K. Deveureux : J’aime cette image des mouches qui me rappelle l’empuantissement que décrit Sartre au moment où Oreste revient dans la Cité où sa mère s’est comportée comme une misérable chose. Il est détestable que les déchets de cette catégorie de personnes ne soient pas recyclables, eux qui pourtant se reposent sur des stratégies entièrement recyclées et rabâchées. C’est dire qu’ils n’ont même pas la faculté de renouveler ce qui ne se renouvelle pas depuis des siècles. Mon travail, je l’ai déjà dit, est de l’ordre de l’éboueur. Je ramasse les poubelles de l’Université, je juge que des étudiants sont défaillants, et je ne donne aucune chance de rattrapage à ceux qui ont la propension de me présenter toujours les mêmes pensées enrobées des mêmes sacs poubelles. Quitte à déterrer le compost, à remuer le fumier, autant le faire sous des aspects novateurs. Il est particulièrement horripilant, lorsque je donne un partiel de philosophie traitant de la question du droit et de la force, de récupérer une majorité de copies qui me parlent de la dialectique du maître et de l’esclave. Ce qu’on apprend à ces élites, c’est à répondre aux questions, certes, mais c’est à y répondre par association automatique d’idées. De la sorte les problèmes ne semblent jamais évoluer, et je suis chaque fois curieux d’entendre que l’élitisme aborde des problèmes sociaux en faisant l’usage de références dépassées, ou disons de références piochées dans des sociétés mortes. On ne résoudra pas la question de l’immigration en formulant des réponses programmées. Tout comme on ne se sortira pas de cette fabrication des élites en maintenant le système répressif et castrateur de la dissertation soi-disant littéraire, qui n’est que confédération de lieux communs.

K. Bouachiche : Cher collègue, vous expliquez parfaitement ce à quoi le Vieux Continent ne peut se défaire. En effet, plus un pays compte un passé riche, plus il est difficile de s’en arracher et de prolonger de façon novatrice sa pensée. Lorsque nous sommes trop vieux, notre vision se raccourcit et nous ne sommes plus capables de reconnaître dans des zones qui ne nous sont pas familières des êtres à la destinée prometteuse. Il est rassurant, donc, pour un pays comme la France, de compter sur ce rouage immuable qu’est l’Éducation Nationale. Au fil des siècles, des sillons éducatifs se sont creusés profondément; il est donc maintenant compliqué de dévier l’eau ruisselante de ces sillons lors de gros orages. Il existe donc bien un fossé d’ordre social ancré dans une géographie primitive, à savoir Paris et sa Province, qui tend à s’agrandir et à noyer toute initiative non complaisante.
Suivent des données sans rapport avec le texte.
//! Single-shot REST binding: one POST to `/run`, no challenge step.

use crate::config::Config;
use crate::credentials::CredentialSet;
use crate::error::{Error, Result};
use reqwest::header::{ACCEPT, CONTENT_TYPE, HeaderMap, HeaderValue};
use std::time::Duration;
use url::Url;

/// Connection timeout.
const CONNECT_TIMEOUT: Duration = Duration::from_secs(10);

/// Pull a readable message out of an error body.
///
/// Handles `{"detail": "..."}`, `{"detail": [{"msg": "..."}, ...]}`,
/// `{"error": {"message": "..."}}`, `{"error": "..."}` and `{"message": "..."}`.
/// Anything else is returned as-is.
#[must_use]
pub fn format_error_body(body: &str) -> String {
    serde_json::from_str::<serde_json::Value>(body)
        .ok()
        .and_then(|json| extract_error_message(&json))
        .unwrap_or_else(|| body.trim().to_string())
}

fn extract_error_message(json: &serde_json::Value) -> Option<String> {
    if let Some(detail) = json.get("detail") {
        if let Some(msg) = detail.as_str() {
            return Some(msg.to_string());
        }
        // Validation errors: a list of {"loc": [...], "msg": "..."}
        if let Some(items) = detail.as_array() {
            let msgs: Vec<&str> = items
                .iter()
                .filter_map(|item| item.get("msg").and_then(|m| m.as_str()))
                .collect();
            if !msgs.is_empty() {
                return Some(msgs.join("; "));
            }
        }
    }

    if let Some(error) = json.get("error") {
        if let Some(msg) = error.get("message").and_then(|v| v.as_str()) {
            return Some(msg.to_string());
        }
        if let Some(msg) = error.as_str() {
            return Some(msg.to_string());
        }
    }

    json.get("message")
        .and_then(|v| v.as_str())
        .map(ToString::to_string)
}

/// HTTP client for the `/run` endpoint.
#[derive(Debug)]
pub struct RunClient {
    client: reqwest::Client,
    url: Url,
}

impl RunClient {
    pub fn new(url: Url, timeout: Duration) -> Self {
        let client = reqwest::Client::builder()
            .timeout(timeout)
            .connect_timeout(CONNECT_TIMEOUT)
            .build()
            .unwrap_or_else(|_| reqwest::Client::new());

        Self { client, url }
    }

    pub fn from_config(config: &Config) -> Result<Self> {
        Ok(Self::new(config.run_url()?, config.request_timeout()))
    }

    #[must_use]
    pub fn url(&self) -> &Url {
        &self.url
    }

    fn build_headers() -> HeaderMap {
        let mut headers = HeaderMap::new();
        headers.insert(ACCEPT, HeaderValue::from_static("application/json"));
        headers.insert(CONTENT_TYPE, HeaderValue::from_static("application/json"));
        headers
    }

    /// POST the credential set and return whatever JSON comes back.
    pub async fn run(&self, params: &CredentialSet) -> Result<serde_json::Value> {
        params.validate()?;
        tracing::debug!(url = %self.url, "Submitting run");

        let response = self
            .client
            .post(self.url.clone())
            .headers(Self::build_headers())
            .json(params)
            .send()
            .await?;

        let status = response.status();
        let text = response.text().await?;

        if !status.is_success() {
            return Err(Error::Rejected(format!(
                "HTTP {status}: {}",
                format_error_body(&text)
            )));
        }

        serde_json::from_str(&text)
            .map_err(|e| Error::Protocol(format!("Failed to parse response: {e}\nBody: {text}")))
    }
}

#[cfg(test)]
mod tests {
    use super::*;
    use std::io::Read;
    use std::thread::JoinHandle;

    #[derive(Debug)]
    struct Captured {
        method: String,
        path: String,
        accept: Option<String>,
        content_type: Option<String>,
        body: String,
    }

    /// Serve exactly one request with the given status and body.
    fn serve_once(status: u16, body: &'static str) -> (Url, JoinHandle<Captured>) {
        let server = tiny_http::Server::http("127.0.0.1:0").unwrap();
        let port = server.server_addr().to_ip().unwrap().port();

        let handle = std::thread::spawn(move || {
            let mut request = server.recv().unwrap();
            let mut received = String::new();
            request.as_reader().read_to_string(&mut received).unwrap();

            let header = |name: &str| {
                request
                    .headers()
                    .iter()
                    .find(|h| h.field.as_str().as_str().eq_ignore_ascii_case(name))
                    .map(|h| h.value.as_str().to_string())
            };
            let captured = Captured {
                method: request.method().to_string(),
                path: request.url().to_string(),
                accept: header("Accept"),
                content_type: header("Content-Type"),
                body: received,
            };

            request
                .respond(tiny_http::Response::from_string(body).with_status_code(status))
                .unwrap();
            captured
        });

        let url = Url::parse(&format!("http://127.0.0.1:{port}/run")).unwrap();
        (url, handle)
    }

    fn sample() -> CredentialSet {
        CredentialSet::new("a@b.com", "p", "engineer", "remote").unwrap()
    }

    #[tokio::test]
    async fn test_posts_credentials_as_json() {
        let (url, server) = serve_once(200, r#"{"status":"queued"}"#);
        let client = RunClient::new(url, Duration::from_secs(5));

        let response = client.run(&sample()).await.unwrap();
        assert_eq!(response, serde_json::json!({"status": "queued"}));

        let captured = server.join().unwrap();
        assert_eq!(captured.method, "POST");
        assert_eq!(captured.path, "/run");
        assert_eq!(captured.accept.as_deref(), Some("application/json"));
        assert_eq!(captured.content_type.as_deref(), Some("application/json"));
        let body: CredentialSet = serde_json::from_str(&captured.body).unwrap();
        assert_eq!(body, sample());
    }

    #[tokio::test]
    async fn test_any_json_value_is_accepted() {
        let (url, server) = serve_once(200, "null");
        let client = RunClient::new(url, Duration::from_secs(5));
        assert_eq!(client.run(&sample()).await.unwrap(), serde_json::Value::Null);
        server.join().unwrap();
    }

    #[tokio::test]
    async fn test_unparseable_response() {
        let (url, server) = serve_once(200, "<html>ok</html>");
        let client = RunClient::new(url, Duration::from_secs(5));
        assert!(matches!(
            client.run(&sample()).await,
            Err(Error::Protocol(_))
        ));
        server.join().unwrap();
    }

    #[tokio::test]
    async fn test_error_status_is_rejection() {
        let (url, server) = serve_once(
            422,
            r#"{"detail":[{"loc":["body","where"],"msg":"field required"}]}"#,
        );
        let client = RunClient::new(url, Duration::from_secs(5));
        match client.run(&sample()).await {
            Err(Error::Rejected(message)) => {
                assert!(message.starts_with("HTTP 422"));
                assert!(message.ends_with("field required"));
            }
            other => panic!("expected rejection, got {other:?}"),
        }
        server.join().unwrap();
    }

    #[tokio::test]
    async fn test_blank_field_not_sent() {
        let client = RunClient::new(
            Url::parse("http://127.0.0.1:1/run").unwrap(),
            Duration::from_secs(1),
        );
        let mut params = sample();
        params.what.clear();
        assert!(matches!(
            client.run(&params).await,
            Err(Error::InvalidInput(_))
        ));
    }

    #[test]
    fn test_format_detail_string() {
        assert_eq!(format_error_body(r#"{"detail":"Not Found"}"#), "Not Found");
    }

    #[test]
    fn test_format_nested_error() {
        assert_eq!(
            format_error_body(r#"{"error":{"message":"webdriver crashed"}}"#),
            "webdriver crashed"
        );
        assert_eq!(format_error_body(r#"{"error":"busy"}"#), "busy");
        assert_eq!(format_error_body(r#"{"message":"try later"}"#), "try later");
    }

    #[test]
    fn test_format_plain_text() {
        assert_eq!(format_error_body("Internal Server Error\n"), "Internal Server Error");
        assert_eq!(format_error_body(r#"{"other":1}"#), r#"{"other":1}"#);
    }
}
K. Deveureux : C’est là le cœur du problème au-delà de toutes les images que nous avons employées depuis le début de cet entretien. On dirait que vous encouragez en sous-main la possibilité d’un sabotage latent. Mince est l’écart où le principe de puissance se met en acte de puissance. J’aime la délinquance car elle n’est pas unidimensionnelle contrairement à ce que les médias produisent de commentaires. La délinquance progresse graduellement vers les centres-villes, d’où la psychose de la surveillance suscitée par la vidéo. Ce qui me paraîtrait honorable, c’est un déplacement de la délinquance qui réussirait à devancer le déplacement de l’économie que n’arrivent pas à maîtriser les élites en place. Ce que je veux signifier par ce déplacement, c’est une modification des cibles, en l’occurrence une attaque massive des Universités par tous les méprisés de la banlieue. Il serait sociologiquement et philosophiquement intéressant de voir des hordes ensauvagées pénétrer dans les lieux communs du savoir afin de le bousculer. Le savoir universitaire manque cruellement de mouvement en ce sens qu’il se repose. Appelons alors au viol des Universités ne serait-ce que parce que l’Université est de moins en moins excitante.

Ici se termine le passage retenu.